● **Exercise objective**: A single number is the answer here: the count of lines in the records below in which the word "ShadeRect" appears.

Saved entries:
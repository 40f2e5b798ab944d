//! Regime encoding: per-date labels to contiguous labeled spans.
//!
//! A single left-to-right scan closes a block whenever the label changes.
//! Only renderable labels (bullish, bearish) produce spans; neutral, warning
//! and unlabeled runs still occupy their dates but are not emitted. Spans are
//! therefore maximal, ordered, non-overlapping, and never adjacent with the
//! same label.

use crate::signal::SignalState;
use chrono::NaiveDate;
use serde::{Deserialize, Serialize};
use std::collections::BTreeMap;

/// A maximal run of one renderable label, inclusive on both ends.
#[derive(Debug, Clone, Copy, PartialEq, Eq, Serialize, Deserialize)]
pub struct RegimeSpan {
    pub start: NaiveDate,
    pub end: NaiveDate,
    pub label: SignalState,
}

/// Background rectangle for the chart renderer, in paper y-coordinates.
#[derive(Debug, Clone, Copy, PartialEq, Serialize, Deserialize)]
pub struct ShadeRect {
    pub x0: NaiveDate,
    pub x1: NaiveDate,
    pub y0: f64,
    pub y1: f64,
    pub label: SignalState,
}

pub fn encode(dates: &[NaiveDate], labels: &[Option<SignalState>]) -> Vec<RegimeSpan> {
    let n = labels.len();
    if dates.len() != n {
        tracing::debug!(dates = dates.len(), labels = n, "regime encode: length mismatch");
        return Vec::new();
    }
    if n == 0 {
        return Vec::new();
    }

    let mut spans = Vec::new();
    let mut current = labels[0];
    let mut block_start = 0usize;

    for i in 1..=n {
        if i < n && labels[i] == current {
            continue;
        }
        if let Some(label) = current.filter(|l| l.is_renderable()) {
            spans.push(RegimeSpan {
                start: dates[block_start],
                end: dates[i - 1],
                label,
            });
        }
        if i < n {
            current = labels[i];
            block_start = i;
        }
    }
    spans
}

pub fn to_shapes(spans: &[RegimeSpan]) -> Vec<ShadeRect> {
    spans
        .iter()
        .map(|s| ShadeRect {
            x0: s.start,
            x1: s.end,
            y0: 0.0,
            y1: 1.0,
            label: s.label,
        })
        .collect()
}

/// Distinct regime blocks per label, and the most recent one.
#[derive(Debug, Clone, PartialEq, Serialize, Deserialize)]
pub struct RegimeSummary {
    pub blocks: BTreeMap<String, usize>,
    pub latest: Option<RegimeSpan>,
}

pub fn summarize(spans: &[RegimeSpan]) -> RegimeSummary {
    let mut blocks = BTreeMap::new();
    for s in spans {
        *blocks.entry(s.label.as_str().to_string()).or_insert(0) += 1;
    }
    RegimeSummary {
        blocks,
        latest: spans.last().copied(),
    }
}
//! Memoized derivations keyed by input identity.
//!
//! Each derived value (range cache, Z-score column, ROC column, lag result)
//! is keyed by a BLAKE3 fingerprint of everything it depends on: the axis
//! identity, the input values and the parameters. A key is computed once and
//! never overwritten; a refresh that changes any input produces a new key.

use crate::domain::{AxisId, Series};
use std::collections::HashMap;
use std::fmt;
use std::sync::Arc;

/// Content fingerprint of a derivation's inputs.
#[derive(Debug, Clone, Copy, PartialEq, Eq, Hash)]
pub struct Fingerprint([u8; 32]);

impl Fingerprint {
    pub fn builder(tag: &str) -> FingerprintBuilder {
        let mut b = FingerprintBuilder {
            hasher: blake3::Hasher::new(),
        };
        b.hasher.update(tag.as_bytes());
        b.hasher.update(&[0]);
        b
    }

    /// Fingerprint of a series' values and the axis it sits on.
    pub fn of_series(series: &Series) -> Self {
        Self::builder("series")
            .axis(series.axis.id())
            .values(&series.values)
            .finish()
    }
}

impl fmt::Display for Fingerprint {
    fn fmt(&self, f: &mut fmt::Formatter<'_>) -> fmt::Result {
        for byte in &self.0[..8] {
            write!(f, "{byte:02x}")?;
        }
        Ok(())
    }
}

pub struct FingerprintBuilder {
    hasher: blake3::Hasher,
}

impl FingerprintBuilder {
    pub fn str(mut self, s: &str) -> Self {
        self.hasher.update(&(s.len() as u64).to_le_bytes());
        self.hasher.update(s.as_bytes());
        self
    }

    pub fn u64(mut self, v: u64) -> Self {
        self.hasher.update(&v.to_le_bytes());
        self
    }

    pub fn i64(mut self, v: i64) -> Self {
        self.hasher.update(&v.to_le_bytes());
        self
    }

    pub fn axis(mut self, id: AxisId) -> Self {
        self.hasher.update(&id.0);
        self
    }

    pub fn fingerprint(mut self, fp: Fingerprint) -> Self {
        self.hasher.update(&fp.0);
        self
    }

    /// Missing entries hash differently from every number, zero included.
    pub fn values(mut self, values: &[Option<f64>]) -> Self {
        self.hasher.update(&(values.len() as u64).to_le_bytes());
        for v in values {
            match v {
                Some(x) => {
                    self.hasher.update(&[1]);
                    self.hasher.update(&x.to_bits().to_le_bytes());
                }
                None => {
                    self.hasher.update(&[0]);
                }
            }
        }
        self
    }

    pub fn finish(self) -> Fingerprint {
        Fingerprint(*self.hasher.finalize().as_bytes())
    }
}

/// Write-once table of derived values.
///
/// When the table reaches capacity it is emptied before the next insert;
/// entries from past snapshots are never read again once inputs change.
#[derive(Debug)]
pub struct MemoTable<V> {
    name: &'static str,
    entries: HashMap<Fingerprint, Arc<V>>,
    capacity: usize,
    hits: u64,
    misses: u64,
}

impl<V> MemoTable<V> {
    pub fn new(name: &'static str, capacity: usize) -> Self {
        Self {
            name,
            entries: HashMap::new(),
            capacity: capacity.max(1),
            hits: 0,
            misses: 0,
        }
    }

    pub fn get(&self, key: &Fingerprint) -> Option<Arc<V>> {
        self.entries.get(key).cloned()
    }

    pub fn get_or_insert_with<F>(&mut self, key: Fingerprint, compute: F) -> Arc<V>
    where
        F: FnOnce() -> V,
    {
        match self.get_or_try_insert_with::<std::convert::Infallible, _>(key, || Ok(compute())) {
            Ok(v) => v,
            Err(never) => match never {},
        }
    }

    pub fn get_or_try_insert_with<E, F>(&mut self, key: Fingerprint, compute: F) -> Result<Arc<V>, E>
    where
        F: FnOnce() -> Result<V, E>,
    {
        if let Some(v) = self.entries.get(&key) {
            self.hits += 1;
            return Ok(Arc::clone(v));
        }
        self.misses += 1;
        let value = Arc::new(compute()?);
        if self.entries.len() >= self.capacity {
            tracing::debug!(table = self.name, entries = self.entries.len(), "memo table full, clearing");
            self.entries.clear();
        }
        tracing::debug!(table = self.name, key = %key, "memo miss");
        self.entries.insert(key, Arc::clone(&value));
        Ok(value)
    }

    pub fn len(&self) -> usize {
        self.entries.len()
    }

    pub fn is_empty(&self) -> bool {
        self.entries.is_empty()
    }

    pub fn stats(&self) -> MemoStats {
        MemoStats {
            entries: self.entries.len(),
            hits: self.hits,
            misses: self.misses,
        }
    }
}

#[derive(Debug, Clone, Copy, PartialEq, Eq, Default)]
pub struct MemoStats {
    pub entries: usize,
    pub hits: u64,
    pub misses: u64,
}

#[cfg(test)]
mod tests {
    use super::*;

    fn key(s: &str) -> Fingerprint {
        Fingerprint::builder("test").str(s).finish()
    }

    #[test]
    fn computes_once_per_key() {
        let mut table = MemoTable::new("t", 8);
        let mut calls = 0;
        let a = table.get_or_insert_with(key("a"), || {
            calls += 1;
            1
        });
        let b = table.get_or_insert_with(key("a"), || {
            calls += 1;
            2
        });
        assert_eq!((*a, *b), (1, 1));
        assert_eq!(calls, 1);
        assert_eq!(table.stats(), MemoStats { entries: 1, hits: 1, misses: 1 });
    }

    #[test]
    fn errors_are_not_cached() {
        let mut table: MemoTable<i32> = MemoTable::new("t", 8);
        let r: Result<_, &str> = table.get_or_try_insert_with(key("a"), || Err("boom"));
        assert!(r.is_err());
        assert!(table.is_empty());
        let r: Result<_, &str> = table.get_or_try_insert_with(key("a"), || Ok(5));
        assert_eq!(*r.unwrap(), 5);
    }

    #[test]
    fn clears_when_full() {
        let mut table = MemoTable::new("t", 2);
        table.get_or_insert_with(key("a"), || 1);
        table.get_or_insert_with(key("b"), || 2);
        table.get_or_insert_with(key("c"), || 3);
        assert_eq!(table.len(), 1);
        assert!(table.get(&key("c")).is_some());
    }

    #[test]
    fn null_and_zero_fingerprint_differently() {
        let a = Fingerprint::builder("v").values(&[None]).finish();
        let b = Fingerprint::builder("v").values(&[Some(0.0)]).finish();
        assert_ne!(a, b);
    }

    #[test]
    fn field_boundaries_are_unambiguous() {
        let a = Fingerprint::builder("s").str("ab").str("c").finish();
        let b = Fingerprint::builder("s").str("a").str("bc").finish();
        assert_ne!(a, b);
    }
}
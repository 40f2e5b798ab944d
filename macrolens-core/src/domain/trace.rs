//! Renderer contract: chart-ready trace objects.

use super::series::{Points, SeriesStyle};
use chrono::NaiveDate;
use serde::{Deserialize, Serialize};

/// One line for the chart component: `{x, y, name, style}`.
///
/// `y` keeps `None` gaps so the renderer can break the line there.
#[derive(Debug, Clone, Default, PartialEq, Serialize, Deserialize)]
pub struct Trace {
    pub x: Vec<NaiveDate>,
    pub y: Vec<Option<f64>>,
    pub name: String,
    #[serde(default)]
    pub style: SeriesStyle,
}

impl Trace {
    pub fn empty(name: impl Into<String>, style: SeriesStyle) -> Self {
        Self {
            x: Vec::new(),
            y: Vec::new(),
            name: name.into(),
            style,
        }
    }

    pub fn from_points(name: impl Into<String>, style: SeriesStyle, points: &Points) -> Self {
        Self {
            x: points.dates.clone(),
            y: points.values.iter().map(|v| Some(*v)).collect(),
            name: name.into(),
            style,
        }
    }

    pub fn len(&self) -> usize {
        self.x.len()
    }

    pub fn is_empty(&self) -> bool {
        self.x.is_empty()
    }
}
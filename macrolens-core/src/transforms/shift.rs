//! Calendar date shift for visual lead/lag exploration.

use crate::domain::{valid, Points};
use chrono::{Duration, NaiveDate};

/// Shift every valid point by `offset_days` calendar days (positive = later).
///
/// Missing points are dropped, as are points whose shifted date falls off
/// the calendar.
pub fn shift_series(dates: &[NaiveDate], values: &[Option<f64>], offset_days: i64) -> Points {
    if dates.len() != values.len() {
        tracing::debug!(dates = dates.len(), values = values.len(), "shift_series: length mismatch");
        return Points::default();
    }
    let Some(offset) = Duration::try_days(offset_days) else {
        return Points::default();
    };

    let mut out = Points::with_capacity(dates.len());
    for (date, value) in dates.iter().zip(values) {
        let Some(v) = valid(*value) else { continue };
        if let Some(shifted) = date.checked_add_signed(offset) {
            out.push(shifted, v);
        }
    }
    out
}
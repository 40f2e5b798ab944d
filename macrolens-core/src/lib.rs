//! MacroLens Core: time-series signal and regime analytics for a
//! macro-liquidity dashboard.
//!
//! This crate contains:
//! - Range resolution and per-axis range index caching
//! - Range filtering with ALL-range auto-trim
//! - Stateless transforms (Rate-of-Change, Z-score, Pearson, shift, percentile)
//! - Regime encoding into shaded spans
//! - Lag correlation search
//! - Signal classification and net stance
//! - The `Dashboard` entry point with memoized derivations

pub mod config;
pub mod dashboard;
pub mod domain;
pub mod error;
pub mod filter;
pub mod lag;
pub mod memo;
pub mod range;
pub mod range_cache;
pub mod regime;
pub mod registry;
pub mod signal;
pub mod snapshot;
pub mod transforms;

pub use config::EngineConfig;
pub use dashboard::{Dashboard, RegimeView, SignalBoard, ViewMode};
pub use error::{ConfigError, MacroLensError, RangeError, SnapshotError};
pub use registry::IndicatorRegistry;
pub use snapshot::Snapshot;
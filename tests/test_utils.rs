//! Test utilities for fastpow
//!
//! Provides the oracle wrapper, error helpers, and proptest strategies
//! shared by the accuracy and property suites.

#![allow(dead_code)]

use proptest::prelude::*;

/// Reference oracle: exact power via libm.
///
/// The core never calls this; it exists purely to measure the
/// approximation's error.
#[inline]
pub fn ref_pow(base: f32, exponent: f32) -> f32 {
    libm::powf(base, exponent)
}

/// Relative error `|actual - expected| / |expected|`.
pub fn relative_error(actual: f32, expected: f32) -> f32 {
    if expected.abs() < 1e-10 {
        actual.abs()
    } else {
        ((actual - expected) / expected).abs()
    }
}

/// Strategy for bases in the supported domain: positive normal f32 in
/// `[0.1, 100]`.
pub fn supported_base() -> impl Strategy<Value = f32> {
    (0.1f32..=100.0f32).prop_filter("normal", |x| x.is_normal())
}

/// Strategy for exponents across the full tested range `[-10, 10]`.
pub fn moderate_exponent() -> impl Strategy<Value = f32> {
    -10.0f32..=10.0f32
}

/// Strategy for exponents where the documented error bound is tight:
/// `[-5, 5]`.
pub fn small_exponent() -> impl Strategy<Value = f32> {
    -5.0f32..=5.0f32
}
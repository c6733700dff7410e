//! Tabular comparison of approx_pow against the libm oracle
//!
//! Prints the seed cases with their relative errors. Run with:
//! cargo run --bin compare

use fastpow::approx_pow;

fn main() {
    let test_cases: [(f32, f32); 5] = [
        (2.0, 3.0),
        (5.0, 2.0),
        (10.0, 0.5),
        (3.14, 2.0),
        (2.0, 8.0),
    ];

    println!("Testing approx_pow vs libm::powf:");
    println!(
        "{:<10} {:<10} {:<15} {:<15} {:<10}",
        "Base", "Exp", "approx_pow", "powf", "Error"
    );
    println!("---------------------------------------------------------------");

    for &(base, exponent) in &test_cases {
        let fast = approx_pow(base, exponent);
        let exact = libm::powf(base, exponent);
        let error = ((fast - exact) / exact).abs() * 100.0;

        println!(
            "{:<10.2} {:<10.2} {:<15.6} {:<15.6} {:<10.2}%",
            base, exponent, fast, exact, error
        );
    }
}
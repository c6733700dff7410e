//! Bit-pattern reinterpretation between f32 and i32
//!
//! The power kernel operates on the raw IEEE 754 bit pattern of its input:
//! sign(1) | exponent(8, biased by 127) | mantissa(23). Both views always
//! refer to the same 32 bits; the conversions here are reinterpretations,
//! never numeric casts. Keeping them in one place also pins down the one
//! genuinely implementation-defined step of the transform, the truncating
//! float-to-int conversion.

/// Reinterpret an f32's bit pattern as a signed 32-bit integer.
///
/// This is a transmute of the raw bits, not a numeric conversion:
/// `to_int_bits(1.0)` is `0x3F80_0000`, not `1`.
#[inline(always)]
pub fn to_int_bits(x: f32) -> i32 {
    x.to_bits() as i32
}

/// Reinterpret a signed 32-bit integer as an f32 bit pattern.
///
/// Inverse of [`to_int_bits`]; round-trips every bit pattern exactly,
/// including NaN payloads.
#[inline(always)]
pub fn from_int_bits(bits: i32) -> f32 {
    f32::from_bits(bits as u32)
}

/// Truncate an f32 toward zero, saturating at the i32 range.
///
/// Rust's `as` conversion gives the well-defined policy this crate commits
/// to: values beyond `i32::MAX`/`i32::MIN` clamp to those bounds, and NaN
/// maps to 0. (C leaves this conversion undefined for out-of-range values;
/// saturation is the documented choice here.)
#[inline(always)]
pub fn truncate_saturating(x: f32) -> i32 {
    x as i32
}
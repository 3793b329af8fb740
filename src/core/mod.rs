//! Core data model: task records and the registry that owns them.

pub mod registry;
pub mod task;

pub use registry::TaskRegistry;
pub use task::{body, BodyError, Task, TaskBody, TaskId, TaskOutput, TaskStatus};
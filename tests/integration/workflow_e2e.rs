//! End-to-end workflow runs over common graph shapes.

use std::time::Duration;

use serde_json::json;

use gantry::core::{TaskId, TaskStatus};
use gantry::orchestration::{RunOutcome, TaskDisposition};

use crate::fixtures::{ids, slow_body, started_order, diamond, RunHarness};

#[tokio::test]
async fn test_three_independent_tasks_complete() {
    let mut harness = RunHarness::new();
    harness.add_task("a", &[]).await;
    harness.add_task("b", &[]).await;
    harness.add_task("c", &[]).await;

    let report = harness.run(&["a", "b", "c"]).await;

    assert_eq!(report.outcome, RunOutcome::Completed);
    assert_eq!(report.succeeded_count(), 3);
    for id in ["a", "b", "c"] {
        assert_eq!(report.results[&TaskId::from(id)], json!(id));
    }
}

#[tokio::test]
async fn test_chain_runs_in_dependency_order() {
    let mut harness = RunHarness::new();
    harness.add_task("extract", &[]).await;
    harness.add_task("transform", &["extract"]).await;
    harness.add_task("load", &["transform"]).await;

    let report = harness.run(&["extract"]).await;

    assert_eq!(report.outcome, RunOutcome::Completed);
    let events = harness.drain_events();
    assert_eq!(
        started_order(&events),
        ids(&["extract", "transform", "load"])
    );
}

#[tokio::test]
async fn test_diamond_join_waits_for_both_branches() {
    let mut harness = RunHarness::new();
    diamond(&harness).await;

    let report = harness.run(&["a"]).await;

    assert_eq!(report.outcome, RunOutcome::Completed);
    assert_eq!(report.succeeded_count(), 4);

    // d must start after both b and c.
    let events = harness.drain_events();
    let order = started_order(&events);
    let pos = |name: &str| {
        order
            .iter()
            .position(|id| id == &TaskId::from(name))
            .unwrap()
    };
    assert!(pos("d") > pos("b"));
    assert!(pos("d") > pos("c"));
}

#[tokio::test]
async fn test_sibling_tasks_overlap() {
    let mut harness = RunHarness::new();
    {
        let mut registry = harness.registry.write().await;
        registry
            .register("a", slow_body(Duration::from_millis(80), json!(1)), vec![])
            .unwrap();
        registry
            .register("b", slow_body(Duration::from_millis(80), json!(2)), vec![])
            .unwrap();
        registry
            .register("c", slow_body(Duration::from_millis(80), json!(3)), vec![])
            .unwrap();
    }

    let started = std::time::Instant::now();
    let report = harness.run(&["a", "b", "c"]).await;
    let elapsed = started.elapsed();

    assert_eq!(report.outcome, RunOutcome::Completed);
    // Serial execution would take at least 240ms.
    assert!(
        elapsed < Duration::from_millis(200),
        "siblings should overlap, took {:?}",
        elapsed
    );
}

#[tokio::test]
async fn test_start_set_subset_reaches_only_its_downstream() {
    let mut harness = RunHarness::new();
    harness.add_task("a", &[]).await;
    harness.add_task("b", &["a"]).await;
    harness.add_task("other", &[]).await;

    let report = harness.run(&["a"]).await;

    // "other" was registered but never reached.
    assert_eq!(report.outcome, RunOutcome::Deadlocked);
    assert_eq!(
        report.disposition(&TaskId::from("other")),
        Some(&TaskDisposition::NeverRan)
    );
    assert_eq!(
        report.disposition(&TaskId::from("b")),
        Some(&TaskDisposition::Succeeded)
    );
}

#[tokio::test]
async fn test_registry_statuses_match_report() {
    let mut harness = RunHarness::new();
    diamond(&harness).await;

    let report = harness.run(&["a"]).await;
    assert_eq!(report.outcome, RunOutcome::Completed);

    let registry = harness.registry.read().await;
    for id in ids(&["a", "b", "c", "d"]) {
        assert_eq!(registry.status(&id).unwrap(), TaskStatus::Success);
        let task = registry.task(&id).unwrap();
        assert!(task.started_at.is_some());
        assert!(task.finished_at.is_some());
    }
}

#[tokio::test]
async fn test_empty_start_set_quiesces_immediately() {
    let mut harness = RunHarness::new();
    harness.add_task("a", &[]).await;

    let report = harness.run(&[]).await;

    assert_eq!(report.outcome, RunOutcome::Deadlocked);
    assert_eq!(
        report.disposition(&TaskId::from("a")),
        Some(&TaskDisposition::NeverRan)
    );
}

#[tokio::test]
async fn test_empty_registry_completes() {
    let mut harness = RunHarness::new();
    let report = harness.run(&[]).await;
    assert_eq!(report.outcome, RunOutcome::Completed);
    assert!(report.dispositions.is_empty());
}

#[tokio::test]
async fn test_report_serializes_to_json() {
    let mut harness = RunHarness::new();
    harness.add_task("a", &[]).await;

    let report = harness.run(&["a"]).await;
    let value = serde_json::to_value(&report).unwrap();

    assert_eq!(value["outcome"], json!("completed"));
    assert_eq!(value["dispositions"]["a"]["disposition"], json!("succeeded"));
}
//! Structured logging for debugging gantry runs.
//!
//! Log levels:
//! - ERROR: Critical failures that prevent operations from completing
//! - WARN: Unexpected conditions that are recoverable
//! - INFO: High-level run notifications (run start/end, task transitions)
//! - DEBUG: Detailed operation traces (scheduling passes, gate decisions)
//! - TRACE: Very detailed traces (queue contents, per-pass partitions)
//!
//! Debug mode can be enabled with `--debug` flag or `GANTRY_DEBUG=1` env var.

use std::fs::OpenOptions;
use std::io::Write;
use std::path::PathBuf;
use std::sync::atomic::{AtomicBool, AtomicU8, Ordering};
use std::sync::OnceLock;

static LOG_PATH: OnceLock<PathBuf> = OnceLock::new();
static DEBUG_ENABLED: AtomicBool = AtomicBool::new(false);
static LOG_LEVEL: AtomicU8 = AtomicU8::new(LogLevel::Info as u8);

/// Log levels for filtering messages.
#[derive(Debug, Clone, Copy, PartialEq, Eq, PartialOrd, Ord)]
#[repr(u8)]
pub enum LogLevel {
    Error = 0,
    Warn = 1,
    Info = 2,
    Debug = 3,
    Trace = 4,
}

impl LogLevel {
    pub fn as_str(&self) -> &'static str {
        match self {
            LogLevel::Error => "ERROR",
            LogLevel::Warn => "WARN",
            LogLevel::Info => "INFO",
            LogLevel::Debug => "DEBUG",
            LogLevel::Trace => "TRACE",
        }
    }

    fn from_u8(v: u8) -> Self {
        match v {
            0 => LogLevel::Error,
            1 => LogLevel::Warn,
            2 => LogLevel::Info,
            3 => LogLevel::Debug,
            _ => LogLevel::Trace,
        }
    }
}

/// Initialize logging to ~/.gantry/gantry.log
pub fn init() {
    init_with_debug(false);
}

/// Initialize logging with explicit debug mode setting.
pub fn init_with_debug(debug: bool) {
    // Check env var for debug mode
    let env_debug = std::env::var("GANTRY_DEBUG")
        .map(|v| v == "1" || v.to_lowercase() == "true")
        .unwrap_or(false);

    let debug_enabled = debug || env_debug;
    DEBUG_ENABLED.store(debug_enabled, Ordering::SeqCst);

    // Set log level based on debug mode
    let level = if debug_enabled {
        LogLevel::Debug
    } else {
        LogLevel::Info
    };
    LOG_LEVEL.store(level as u8, Ordering::SeqCst);

    if let Some(gantry_dir) = dirs::home_dir().map(|h| h.join(".gantry")) {
        let _ = std::fs::create_dir_all(&gantry_dir);
        let path = gantry_dir.join("gantry.log");
        // Truncate file on startup
        let _ = std::fs::write(&path, "");
        LOG_PATH.set(path).ok();
    }
}

/// Check if debug mode is enabled.
pub fn is_debug() -> bool {
    DEBUG_ENABLED.load(Ordering::Relaxed)
}

/// Set the minimum log level for output.
pub fn set_level(level: LogLevel) {
    LOG_LEVEL.store(level as u8, Ordering::SeqCst);
}

/// Get the current log level.
pub fn get_level() -> LogLevel {
    LogLevel::from_u8(LOG_LEVEL.load(Ordering::Relaxed))
}

/// Log a message at the specified level.
pub fn log_at(level: LogLevel, msg: &str) {
    let current_level = LogLevel::from_u8(LOG_LEVEL.load(Ordering::Relaxed));
    if level > current_level {
        return;
    }

    if let Some(path) = LOG_PATH.get() {
        if let Ok(mut file) = OpenOptions::new().create(true).append(true).open(path) {
            let timestamp = chrono::Local::now().format("%H:%M:%S%.3f");
            let _ = writeln!(file, "[{}] [{}] {}", timestamp, level.as_str(), msg);
        }
    }
}

/// Log a message at INFO level (default, always logged).
pub fn log(msg: &str) {
    log_at(LogLevel::Info, msg);
}

/// Log a message at ERROR level.
pub fn error(msg: &str) {
    log_at(LogLevel::Error, msg);
}

/// Log a message at WARN level.
pub fn warn(msg: &str) {
    log_at(LogLevel::Warn, msg);
}

/// Log a message at INFO level.
pub fn info(msg: &str) {
    log_at(LogLevel::Info, msg);
}

/// Log a message at DEBUG level (only in debug mode).
pub fn debug(msg: &str) {
    log_at(LogLevel::Debug, msg);
}

/// Log a message at TRACE level (very verbose).
pub fn trace(msg: &str) {
    log_at(LogLevel::Trace, msg);
}

/// Log macro for INFO level.
#[macro_export]
macro_rules! glog {
    ($($arg:tt)*) => {
        $crate::log::log(&format!($($arg)*))
    };
}

/// Log macro for ERROR level.
#[macro_export]
macro_rules! glog_error {
    ($($arg:tt)*) => {
        $crate::log::error(&format!($($arg)*))
    };
}

/// Log macro for WARN level.
#[macro_export]
macro_rules! glog_warn {
    ($($arg:tt)*) => {
        $crate::log::warn(&format!($($arg)*))
    };
}

/// Log macro for DEBUG level (only logs when debug mode is enabled).
#[macro_export]
macro_rules! glog_debug {
    ($($arg:tt)*) => {
        $crate::log::debug(&format!($($arg)*))
    };
}

/// Log macro for TRACE level (very verbose, only in debug mode with trace level).
#[macro_export]
macro_rules! glog_trace {
    ($($arg:tt)*) => {
        $crate::log::trace(&format!($($arg)*))
    };
}
use crate::core::task::{TaskId, TaskStatus};
use thiserror::Error;

#[derive(Error, Debug)]
pub enum Error {
    #[error("IO error: {0}")]
    Io(#[from] std::io::Error),

    #[error("JSON error: {0}")]
    Json(#[from] serde_json::Error),

    #[error("TOML parse error: {0}")]
    TomlParse(#[from] toml::de::Error),

    #[error("TOML serialize error: {0}")]
    TomlSerialize(#[from] toml::ser::Error),

    #[error("No home directory")]
    NoHomeDir,

    #[error("Task already registered: {0}")]
    DuplicateTask(TaskId),

    #[error("Unknown task: {0}")]
    UnknownTask(TaskId),

    #[error("Invalid status transition for {task_id}: {from} -> {to}")]
    InvalidTransition {
        task_id: TaskId,
        from: TaskStatus,
        to: TaskStatus,
    },

    #[error("Validation error: {0}")]
    Validation(String),

    #[error("Approval channel closed for task {0}")]
    GateClosed(TaskId),

    #[error("Task join error: {0}")]
    TaskJoin(String),
}

pub type Result<T> = std::result::Result<T, Error>;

● **Exercise result**: 3